By 2000, even the New York Stock Exchange was ready to open up the private club. NYSE CEO Richard Grasso had big plans for globalization; at the very least, he hoped to acquire Euronext, a stock market serving France, Amsterdam, and Brussels. But cash was required, more than NYSE members were willing or able to supply. In 1999, Grasso announced a plan to demutualize the NYSE and to take it public. But this was evidently too much, too soon. The NYSE abruptly scrapped the plan.101
The stumbling block appears to have been the specialists. Pilot projects had done little to threaten them. Demutualization and a public offering, however, would take management decisions away from the membership, which was still floor dominated, and give them to public shareholders, who had little material or sentimental attachment to floor trading. The floodgates to electronic trading would likely open.
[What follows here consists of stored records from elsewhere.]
// src/core/deletion_log.rs

//! The deletion log (C3): a durable, replicated log of tombstones, plus the
//! LWW predicate used to decide whether an incoming tombstone or entity
//! write should be applied.

use crate::core::errors::ClusterResult;
use crate::core::model::{DeletionEntry, EntityType};
use crate::core::store::Store;
use chrono::{DateTime, Duration, Utc};
use tracing::{debug, info};
use uuid::Uuid;

/// Idempotent record of a deletion. Upserting twice for the same
/// `(entity_type, entity_id)` leaves exactly one row (spec.md §8 property 6).
pub async fn record_deletion(
    store: &Store,
    entity_type: EntityType,
    entity_id: &str,
    by_node: Uuid,
) -> ClusterResult<()> {
    store
        .record_deletion(&DeletionEntry {
            id: Uuid::new_v4(),
            entity_type: entity_type.to_string(),
            entity_id: entity_id.to_string(),
            deleted_by_node_id: by_node,
            deleted_at: Utc::now(),
        })
        .await
}

pub async fn list_deletions(store: &Store, entity_type: EntityType) -> ClusterResult<Vec<DeletionEntry>> {
    store.list_deletions(entity_type).await
}

pub async fn has_deletion(store: &Store, entity_type: EntityType, entity_id: &str) -> ClusterResult<bool> {
    store.has_deletion(entity_type, entity_id).await
}

/// Deletes tombstones older than `max_age`. The cleanup age must be >= the
/// staleness threshold or a node offline longer than the TTL will rejoin,
/// miss tombstones, and resurrect deleted entities (spec.md §9 Open
/// Questions) — `ClusterOrchestrator::validate_startup_invariants` enforces
/// this at boot, this function just does the deletion.
pub async fn cleanup_old_deletions(store: &Store, max_age: Duration) -> ClusterResult<u64> {
    let removed = store.cleanup_old_deletions(max_age).await?;
    if removed > 0 {
        debug!(removed, "cleaned up aged-out tombstones");
    }
    Ok(removed)
}

/// Looks up the timestamp that would be compared against a tombstone for
/// the given entity, per spec.md §7 `EntityIsNewerThanTombstone`. Entity
/// types lacking a native LWW clock (`AccessKey`, `BucketPermission`)
/// report `None` unconditionally so the caller's tombstone-wins fallback
/// engages — `has_lww_clock` documents this once, instead of scattering
/// `match` arms at every call site.
pub async fn entity_updated_at(
    store: &Store,
    entity_type: EntityType,
    entity_id: &str,
) -> ClusterResult<Option<DateTime<Utc>>> {
    if !entity_type.has_lww_clock() {
        return Ok(None);
    }
    let Ok(id) = Uuid::parse_str(entity_id) else {
        return Ok(None);
    };

    Ok(match entity_type {
        EntityType::Tenant => store.get_tenant(id).await?.map(|t| t.updated_at),
        EntityType::User => store.get_user(id).await?.map(|u| u.updated_at),
        EntityType::IdpProvider => store.get_idp_provider(id).await?.map(|p| p.updated_at),
        EntityType::GroupMapping => store.get_group_mapping(id).await?.map(|g| g.updated_at),
        EntityType::AccessKey | EntityType::BucketPermission => unreachable!("filtered above"),
    })
}

/// `EntityIsNewerThanTombstone(type, id, tombstone_ts)` (spec.md §7): the
/// gate the receive-side delete handler and the reconciler both use. For
/// entity types without a native update timestamp this always returns
/// `false` — tombstones always win, a conservative choice documented in
/// `DESIGN.md`.
pub async fn entity_is_newer_than_tombstone(
    store: &Store,
    entity_type: EntityType,
    entity_id: &str,
    tombstone_ts: DateTime<Utc>,
) -> ClusterResult<bool> {
    if !entity_type.has_lww_clock() {
        return Ok(false);
    }

    Ok(match entity_updated_at(store, entity_type, entity_id).await? {
        None => false,
        Some(ts) => ts > tombstone_ts,
    })
}

/// Applies an incoming tombstone locally, subject to LWW. Returns `true`
/// if the tombstone was recorded, `false` if it was dropped because the
/// local entity is strictly newer.
pub async fn apply_incoming_tombstone(
    store: &Store,
    entity_type: EntityType,
    entity_id: &str,
    deleted_by_node_id: Uuid,
    deleted_at: DateTime<Utc>,
) -> ClusterResult<bool> {
    if entity_is_newer_than_tombstone(store, entity_type, entity_id, deleted_at).await? {
        debug!(
            %entity_type, entity_id, "ignoring tombstone older than local entity"
        );
        return Ok(false);
    }

    store
        .record_deletion(&DeletionEntry {
            id: Uuid::new_v4(),
            entity_type: entity_type.to_string(),
            entity_id: entity_id.to_string(),
            deleted_by_node_id,
            deleted_at,
        })
        .await?;
    // The tombstone is the durable record of the decision; this just makes
    // the local row agree with it so the entity stops showing up in
    // `list_local`/`list_active_*` and getting pushed back out by the next
    // sync tick.
    store.apply_remote_deletion_to_row(entity_type, entity_id).await?;
    info!(%entity_type, entity_id, "applied remote tombstone");
    Ok(true)
}

#[cfg(test)]
mod tests {
    use super::*;
    use crate::core::model::Tenant;

    #[tokio::test]
    async fn record_deletion_is_idempotent() {
        let store = Store::connect_in_memory().await.unwrap();
        let node = Uuid::new_v4();
        record_deletion(&store, EntityType::Tenant, "t1", node)
            .await
            .unwrap();
        record_deletion(&store, EntityType::Tenant, "t1", node)
            .await
            .unwrap();

        let rows = list_deletions(&store, EntityType::Tenant).await.unwrap();
        assert_eq!(rows.len(), 1);
    }

    #[tokio::test]
    async fn cleanup_removes_only_aged_out_rows() {
        let store = Store::connect_in_memory().await.unwrap();
        let node = Uuid::new_v4();
        let fresh = DeletionEntry {
            id: Uuid::new_v4(),
            entity_type: EntityType::User.to_string(),
            entity_id: "fresh".into(),
            deleted_by_node_id: node,
            deleted_at: Utc::now(),
        };
        let old = DeletionEntry {
            id: Uuid::new_v4(),
            entity_type: EntityType::User.to_string(),
            entity_id: "old".into(),
            deleted_by_node_id: node,
            deleted_at: Utc::now() - Duration::days(30),
        };
        store.record_deletion(&fresh).await.unwrap();
        store.record_deletion(&old).await.unwrap();

        let removed = cleanup_old_deletions(&store, Duration::days(7)).await.unwrap();
        assert_eq!(removed, 1);
        assert!(has_deletion(&store, EntityType::User, "fresh").await.unwrap());
        assert!(!has_deletion(&store, EntityType::User, "old").await.unwrap());
    }

    #[tokio::test]
    async fn tombstone_loses_to_strictly_newer_entity() {
        let store = Store::connect_in_memory().await.unwrap();
        let tenant_id = Uuid::new_v4();
        let now = Utc::now();
        store
            .upsert_tenant(&Tenant {
                id: tenant_id,
                name: "acme".into(),
                display_name: "Acme".into(),
                status: "active".into(),
                quota_bytes: None,
                quota_objects: None,
                metadata_json: "{}".into(),
                created_at: now,
                updated_at: now,
            })
            .await
            .unwrap();

        let older_tombstone = now - Duration::seconds(10);
        assert!(
            entity_is_newer_than_tombstone(&store, EntityType::Tenant, &tenant_id.to_string(), older_tombstone)
                .await
                .unwrap()
        );

        let newer_tombstone = now + Duration::seconds(10);
        assert!(
            !entity_is_newer_than_tombstone(&store, EntityType::Tenant, &tenant_id.to_string(), newer_tombstone)
                .await
                .unwrap()
        );
    }

    #[tokio::test]
    async fn applying_an_incoming_tombstone_removes_the_local_row() {
        let store = Store::connect_in_memory().await.unwrap();
        let tenant_id = Uuid::new_v4();
        let now = Utc::now();
        store
            .upsert_tenant(&Tenant {
                id: tenant_id,
                name: "acme".into(),
                display_name: "Acme".into(),
                status: "active".into(),
                quota_bytes: None,
                quota_objects: None,
                metadata_json: "{}".into(),
                created_at: now,
                updated_at: now,
            })
            .await
            .unwrap();

        let applied = apply_incoming_tombstone(
            &store,
            EntityType::Tenant,
            &tenant_id.to_string(),
            Uuid::new_v4(),
            now + Duration::seconds(10),
        )
        .await
        .unwrap();
        assert!(applied);

        let tenant = store.get_tenant(tenant_id).await.unwrap().unwrap();
        assert_eq!(tenant.status, "deleted");
    }

    #[tokio::test]
    async fn access_key_tombstone_always_wins() {
        let store = Store::connect_in_memory().await.unwrap();
        // No native updated_at clock: the tombstone always wins, even for a
        // far-future timestamp, because `has_lww_clock` is false.
        assert!(
            !entity_is_newer_than_tombstone(
                &store,
                EntityType::AccessKey,
                "AKIATEST",
                Utc::now() - Duration::days(365),
            )
            .await
            .unwrap()
        );
    }
}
The specialists were hardly standing still. In the late 1990s, to bolster themselves for the scale and speed of the new market, the specialist firms had begun merging at a clip. By 2002, there were only seven left. This change did little to curb their influence on the floor, however. Then two blows—by far the loudest part of the quiet revolution of the 2000s—took it all down.102
The late 1990s had been good to the specialists, but then the economy slowed, volatility increased and things got tougher. Around 1999, a large number of NYSE specialists began to pad their revenues by "front running"—placing orders ahead of customer orders—which they knew would boost prices. By 2004, evidence had emerged of widespread trading violations over a four-year period. The NYSE was probably fortunate to settle with the SEC two years later for $250 million.103
By fall 2003, the NYSE's governance had also come under a cloud when probing on the part of the SEC revealed that the NYSE board had awarded Richard Grasso exorbitant pay and retirement packages seemingly incompatible with the self-regulatory ideal. That September, Grasso resigned. Two months later, the NYSE submitted to the SEC new governance standards, including a fully independent board, a new regulatory committee, and a chief regulatory officer independent of management. NYSE's application stated that this new structure "guarantees the independence of our regulatory function both from members and member organizations and from inappropriate linkage with our marketplace function, while assuring the function's sensitivity to the market." The SEC approved the arrangement.104
If these twin blows removed the last barriers to demutualization, collateral damage smoothed the way. From 2000 to 2005, the price of a seat on the exchange had fallen by half. Members were suddenly more willing to let the market determine the value of their investment.105
(101.) Fleckner, "Stock Exchanges at the Crossroads," 2556; James Duffy, June 3, 2010 Self-Regulation in the Securities Industry
(102.) Charles Gasparino, King of the Club: Richard Grasso and the Survival of the New York Stock Exchange (New York, 2007), 149-50; December 8, 2004 SEC Concept Release Concerning Self-Regulation; Proposed Rule. It is possible that, in time, the acquisition of specialist firms by the big brokerages might have brought the floor to heel, as commission brokers had usually advocated that the NYSE should serve the public before the membership.
(103.) Wall Street Journal, December 16, 2004.
(104.) November 7, 2003 SEC Release: Notice of Filing of Proposed NYSE Rule Change by the New York Stock Exchange, Inc.
(105.) Fleckner, "Stock Exchanges at the Crossroads," 2558.